В клубах синего дыма скуластое лицо его казалось бронзовым.
— Нравится?
— Что?
— Ну... шоферить.
— А-а... — Он улыбнулся бронзовой улыбкой. — Люблю работать.
— Зачем?
Он удивленно посмотрел на меня, дымок в кабине медленно истаял, и лицо парня стало обыкновенным, чуточку насмешливым.
— Ты не знаешь? — спросил он.
— Н... не знаю. Нет, не знаю.
— Тогда я не могу тебе объяснить. Не поймешь.
— Ну, где мне понять... — обиделся я. — Не дорос еще до твоего понимания. Ты же, наверное, передовик? А я... Где мне!
Он засмеялся.
— Чудак ты, честное слово. А вообще-то в передовики я еще не вышел. У нас такие хлопцы есть — на спутнике за ними не угонишься...
Впереди показался развилок, и я попросил остановить машину. Шофер притормозил и, дружески мне подмигнув, сказал:
— Ну, шахматист... Валяй! Всего тебе!..
И умчался.
Я постоял на перекрестке, словно не зная, по какой из этих дорог идти, зло сплюнул и пошел по той, которая вела на участок. Штурм не состоялся, отступаем на исходные рубежи! Я прошел в общежитие, никем не замеченный (ребята еще не вернулись с работы), разделся, лег в постель и сразу же погрузился во что-то горячее и зыбкое.

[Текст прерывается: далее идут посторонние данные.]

//! Combat resolution contracts: damage rules and resolved shot records.

use serde::{Deserialize, Serialize};

use crate::constants::*;
use crate::enums::CoverHeight;

/// Tunable combat resolution rules, threaded into every resolver call.
///
/// Missions and tests construct variants (always-hit drills, immortal
/// training crew) instead of flipping global switches.
#[derive(Debug, Clone, PartialEq, Serialize, Deserialize)]
pub struct DamageRules {
    pub hit_chance_min: f64,
    pub hit_chance_max: f64,
    /// Accuracy lost at exactly weapon range.
    pub range_penalty: f64,
    pub cover_reduction_low: f64,
    pub cover_reduction_half: f64,
    pub cover_reduction_high: f64,
    /// Minimum damage dealt by any hit after armor.
    pub damage_floor: i32,
    /// Every shot hits. The hit roll is still drawn so RNG call counts
    /// do not depend on this flag.
    pub always_hit: bool,
    /// Crew HP never drops below 1.
    pub crew_immortal: bool,
}

impl Default for DamageRules {
    fn default() -> Self {
        Self {
            hit_chance_min: HIT_CHANCE_MIN,
            hit_chance_max: HIT_CHANCE_MAX,
            range_penalty: RANGE_PENALTY,
            cover_reduction_low: COVER_REDUCTION_LOW,
            cover_reduction_half: COVER_REDUCTION_HALF,
            cover_reduction_high: COVER_REDUCTION_HIGH,
            damage_floor: DAMAGE_FLOOR,
            always_hit: false,
            crew_immortal: false,
        }
    }
}

impl DamageRules {
    /// Hit chance reduction for a cover height. Full cover returns 1.0;
    /// attacks into it are rejected upstream.
    pub fn cover_reduction(&self, cover: CoverHeight) -> f64 {
        match cover {
            CoverHeight::None => 0.0,
            CoverHeight::Low => self.cover_reduction_low,
            CoverHeight::Half => self.cover_reduction_half,
            CoverHeight::High => self.cover_reduction_high,
            CoverHeight::Full => 1.0,
        }
    }
}

/// Outcome of one resolved shot.
#[derive(Debug, Clone, Copy, PartialEq, Serialize, Deserialize)]
pub struct AttackResult {
    pub hit: bool,
    /// Weapon damage before armor (0 on a miss).
    pub raw_damage: i32,
    /// Damage actually dealt after armor and floor (0 on a miss).
    pub damage: i32,
    /// Final hit chance the roll was made against.
    pub hit_chance: f64,
    /// Target's cover height at resolution time.
    pub cover: CoverHeight,
}
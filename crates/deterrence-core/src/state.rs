//! Game state snapshot — the complete visible state sent to the frontend each tick.

use serde::{Deserialize, Serialize};

use crate::enums::*;
use crate::events::{Alert, AudioEvent};
use crate::types::{Position, SimTime};

/// Complete game state broadcast to the frontend after each tick.
#[derive(Debug, Clone, Default, Serialize, Deserialize)]
pub struct GameStateSnapshot {
    pub time: SimTime,
    pub phase: GamePhase,
    pub doctrine: DoctrineMode,
    pub scenario: Option<ScenarioId>,
    pub tracks: Vec<TrackView>,
    pub engagements: Vec<EngagementView>,
    pub own_ship: OwnShipView,
    pub radar: RadarView,
    pub vls: VlsView,
    pub illuminators: Vec<IlluminatorView>,
    pub alerts: Vec<Alert>,
    pub audio_events: Vec<AudioEvent>,
    pub score: ScoreView,
}

/// A visible track on the tactical display.
#[derive(Debug, Clone, Default, Serialize, Deserialize)]
pub struct TrackView {
    pub track_number: u32,
    pub position: Position,
    /// Bearing from own ship (radians, 0 = North).
    pub bearing: f64,
    /// Range from own ship (meters).
    pub range: f64,
    /// Altitude (meters).
    pub altitude: f64,
    /// Speed (m/s).
    pub speed: f64,
    /// Heading (radians, 0 = North).
    pub heading: f64,
    pub classification: Classification,
    pub iff_status: IffStatus,
    pub quality: f64,
    pub hooked: bool,
    /// Position history for trail dots.
    pub history: Vec<Position>,
}

/// Engagement status for display.
#[derive(Debug, Clone, Serialize, Deserialize)]
pub struct EngagementView {
    pub engagement_id: u32,
    pub track_number: u32,
    pub phase: EngagementPhase,
    pub weapon_type: WeaponType,
    /// Probability of kill estimate (0.0 - 1.0).
    pub pk: f64,
    /// Veto clock remaining seconds (only relevant in Ready phase).
    pub veto_remaining_secs: f64,
    /// Veto clock total duration.
    pub veto_total_secs: f64,
    /// Assigned illuminator channel (if in terminal phase).
    pub illuminator_channel: Option<u8>,
    /// Time to intercept estimate (seconds).
    pub time_to_intercept: f64,
    /// Intercept result (if engagement is complete).
    pub result: Option<InterceptResult>,
}

/// Own ship/battery position and status.
#[derive(Debug, Clone, Default, Serialize, Deserialize)]
pub struct OwnShipView {
    pub position: Position,
}

/// Radar system status for display.
#[derive(Debug, Clone, Default, Serialize, Deserialize)]
pub struct RadarView {
    pub mode: RadarMode,
    /// Total energy budget.
    pub energy_total: f64,
    /// Energy allocated to search.
    pub energy_search: f64,
    /// Energy allocated to tracking.
    pub energy_track: f64,
    /// Current sweep angle (radians) for PPI sweep line.
    pub sweep_angle: f64,
    /// Search sector center bearing (radians).
    pub sector_center: f64,
    /// Search sector width (radians).
    pub sector_width: f64,
    /// Number of active tracks consuming energy.
    pub active_track_count: u32,
}

/// VLS (launcher) status for display.
#[derive(Debug, Clone, Default, Serialize, Deserialize)]
pub struct VlsView {
    pub cells: Vec<CellStatus>,
    /// Ready rounds by weapon type.
    pub ready_standard: u32,
    pub ready_extended_range: u32,
    pub ready_point_defense: u32,
    pub total_ready: u32,
    pub total_capacity: u32,
}

/// Illuminator channel status for display.
#[derive(Debug, Clone, Serialize, Deserialize)]
pub struct IlluminatorView {
    pub channel_id: u8,
    pub status: IlluminatorStatus,
    pub assigned_engagement: Option<u32>,
    /// Number of engagements waiting for this channel type.
    pub queue_depth: u32,
}

/// Running score for display.
#[derive(Debug, Clone, Default, Serialize, Deserialize)]
pub struct ScoreView {
    pub threats_killed: u32,
    pub threats_total: u32,
    pub interceptors_fired: u32,
    pub assets_protected: bool,
    pub mission_time_secs: f64,
}
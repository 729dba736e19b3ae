//! Snapshot system: queries the ECS world and builds a complete GameStateSnapshot.
//!
//! This system is read-only — it never modifies the world.

use std::collections::HashMap;

use hecs::World;

use deterrence_core::components::*;
use deterrence_core::enums::*;
use deterrence_core::events::AudioEvent;
use deterrence_core::state::*;
use deterrence_core::types::{Position, SimTime, Velocity};

use crate::engagement::{Engagement, ScoreState};

/// Build a complete GameStateSnapshot from the current world state.
pub fn build_snapshot(
    world: &World,
    time: &SimTime,
    phase: GamePhase,
    doctrine: DoctrineMode,
    audio_events: Vec<AudioEvent>,
    engagements: &HashMap<u32, Engagement>,
    score: &ScoreState,
) -> GameStateSnapshot {
    let own_ship_pos = find_own_ship_position(world);

    GameStateSnapshot {
        time: *time,
        phase,
        doctrine,
        tracks: build_tracks(world, &own_ship_pos),
        engagements: build_engagements(engagements),
        own_ship: build_own_ship(&own_ship_pos),
        radar: build_radar(world),
        vls: build_vls(world),
        illuminators: build_illuminators(world),
        alerts: Vec::new(),
        audio_events,
        score: ScoreView {
            threats_killed: score.threats_killed,
            threats_total: score.threats_total,
            interceptors_fired: score.interceptors_fired,
            assets_protected: score.threats_impacted == 0,
        },
    }
}

/// Find own ship position (used by multiple builders).
fn find_own_ship_position(world: &World) -> Position {
    world
        .query::<(&OwnShip, &Position)>()
        .iter()
        .next()
        .map(|(_, (_, pos))| *pos)
        .unwrap_or_default()
}

/// Build TrackView list from all entities with TrackInfo.
fn build_tracks(world: &World, own_ship_pos: &Position) -> Vec<TrackView> {
    let mut tracks: Vec<TrackView> = world
        .query::<(&Position, &Velocity, &TrackInfo, &PositionHistory)>()
        .iter()
        .map(|(_, (pos, vel, track_info, history))| TrackView {
            track_number: track_info.track_number,
            position: *pos,
            bearing: own_ship_pos.bearing_to(pos),
            range: own_ship_pos.range_to(pos),
            altitude: pos.z,
            speed: vel.speed(),
            heading: vel.heading(),
            classification: track_info.classification,
            iff_status: track_info.iff_status,
            quality: track_info.quality,
            hooked: track_info.hooked,
            history: history.positions.clone(),
        })
        .collect();

    tracks.sort_by_key(|t| t.track_number);
    tracks
}

/// Build EngagementView list from active engagements.
fn build_engagements(engagements: &HashMap<u32, Engagement>) -> Vec<EngagementView> {
    let mut views: Vec<EngagementView> = engagements
        .values()
        .map(|e| EngagementView {
            engagement_id: e.id,
            track_number: e.target_track_number,
            phase: e.phase,
            weapon_type: e.weapon_type,
            pk: e.pk,
            veto_remaining_secs: e.veto_remaining_secs,
            veto_total_secs: e.veto_total_secs,
            illuminator_channel: None, // Phase 6
            time_to_intercept: e.time_to_intercept,
            result: e.result,
        })
        .collect();

    views.sort_by_key(|e| e.engagement_id);
    views
}

/// Build OwnShipView.
fn build_own_ship(own_ship_pos: &Position) -> OwnShipView {
    OwnShipView {
        position: *own_ship_pos,
    }
}

/// Build RadarView from the OwnShip's RadarSystem component.
fn build_radar(world: &World) -> RadarView {
    let active_track_count = {
        let mut query = world.query::<&TrackInfo>();
        query.iter().count() as u32
    };

    world
        .query::<(&OwnShip, &RadarSystem)>()
        .iter()
        .next()
        .map(|(_, (_, radar))| RadarView {
            mode: radar.mode,
            energy_total: radar.energy_budget,
            energy_search: radar.search_energy,
            energy_track: radar.track_energy,
            sweep_angle: radar.sweep_angle,
            sector_center: radar.sector_center,
            sector_width: radar.sector_width,
            active_track_count,
        })
        .unwrap_or_default()
}

/// Build VlsView from the OwnShip's LauncherSystem component.
fn build_vls(world: &World) -> VlsView {
    world
        .query::<(&OwnShip, &LauncherSystem)>()
        .iter()
        .next()
        .map(|(_, (_, launcher))| {
            let mut ready_standard = 0u32;
            let mut ready_extended_range = 0u32;
            let mut ready_point_defense = 0u32;

            for cell in &launcher.cells {
                match cell {
                    CellStatus::Ready(WeaponType::Standard) => ready_standard += 1,
                    CellStatus::Ready(WeaponType::ExtendedRange) => ready_extended_range += 1,
                    CellStatus::Ready(WeaponType::PointDefense) => ready_point_defense += 1,
                    _ => {}
                }
            }

            VlsView {
                total_ready: ready_standard + ready_extended_range + ready_point_defense,
                total_capacity: launcher.cells.len() as u32,
                cells: launcher.cells.clone(),
                ready_standard,
                ready_extended_range,
                ready_point_defense,
            }
        })
        .unwrap_or_default()
}

/// Build IlluminatorView list from Illuminator entities.
fn build_illuminators(world: &World) -> Vec<IlluminatorView> {
    let mut illuminators: Vec<IlluminatorView> = world
        .query::<&Illuminator>()
        .iter()
        .map(|(_, illum)| IlluminatorView {
            channel_id: illum.channel_id,
            status: illum.status,
            assigned_engagement: illum.assigned_engagement,
            queue_depth: 0, // Phase 6
        })
        .collect();

    illuminators.sort_by_key(|i| i.channel_id);
    illuminators
}
//! Wave spawning system — spawns threat waves at scheduled times.

use hecs::World;
use rand_chacha::ChaCha8Rng;

use deterrence_core::enums::ThreatArchetype;

/// A single wave definition.
#[derive(Debug, Clone)]
pub struct WaveEntry {
    /// Tick at which this wave spawns.
    pub spawn_at_tick: u64,
    /// Threats to spawn: (archetype, count).
    pub threats: Vec<(ThreatArchetype, u32)>,
    /// Whether this wave has already been spawned.
    pub spawned: bool,
}

/// The complete wave schedule for a mission.
#[derive(Debug, Clone, Default)]
pub struct WaveSchedule {
    pub waves: Vec<WaveEntry>,
}

impl WaveSchedule {
    /// Default 3-wave mission with escalating difficulty.
    pub fn default_mission() -> Self {
        Self {
            waves: vec![
                WaveEntry {
                    spawn_at_tick: 0,
                    threats: vec![(ThreatArchetype::SeaSkimmerMk1, 3)],
                    spawned: false,
                },
                WaveEntry {
                    spawn_at_tick: 300, // 10 seconds
                    threats: vec![
                        (ThreatArchetype::SeaSkimmerMk1, 2),
                        (ThreatArchetype::SupersonicCruiser, 1),
                    ],
                    spawned: false,
                },
                WaveEntry {
                    spawn_at_tick: 600, // 20 seconds
                    threats: vec![
                        (ThreatArchetype::SeaSkimmerMk2, 2),
                        (ThreatArchetype::SupersonicCruiser, 1),
                        (ThreatArchetype::SubsonicDrone, 1),
                    ],
                    spawned: false,
                },
            ],
        }
    }

    /// Total number of threats across all waves.
    pub fn total_threats(&self) -> u32 {
        self.waves
            .iter()
            .flat_map(|w| w.threats.iter())
            .map(|(_, count)| count)
            .sum()
    }
}

/// Check schedule and spawn any due waves.
pub fn run(
    world: &mut World,
    rng: &mut ChaCha8Rng,
    schedule: &mut WaveSchedule,
    current_tick: u64,
) {
    for wave in &mut schedule.waves {
        if !wave.spawned && current_tick >= wave.spawn_at_tick {
            for &(archetype, count) in &wave.threats {
                for _ in 0..count {
                    crate::world_setup::spawn_threat(world, rng, archetype);
                }
            }
            wave.spawned = true;
        }
    }
}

К моей голове прикасались чьи-то руки, и кто-то говорил:
— Посмотри, шахматы! Совсем новенькие... Чудно, неужели снабженцы позаботились о нас?
— Генка! А, Гена...
— Не буди. Пусть спит.
Я хотел открыть глаза, но никак не мог, будто их склеили. И снова погружался в горячую волну забытья. И вот уже море передо мной, точно такое, каким я видел его много раз в кинофильмах: огромное и непонятное. Подхватило оно меня и понесло. И нет сил бороться. «Безвольный ты человек», — говорит Жак и, протягивая ко мне руку, смеется. А рядом стоит Рита, в резиновых полусапожках, в спецовке, красивая, и тоже протягивает руку: «А помнишь теплый снег?»
Мне удивительно: почему Жак и Рита стоят рядом? И я никак не могу решить, чью руку взять.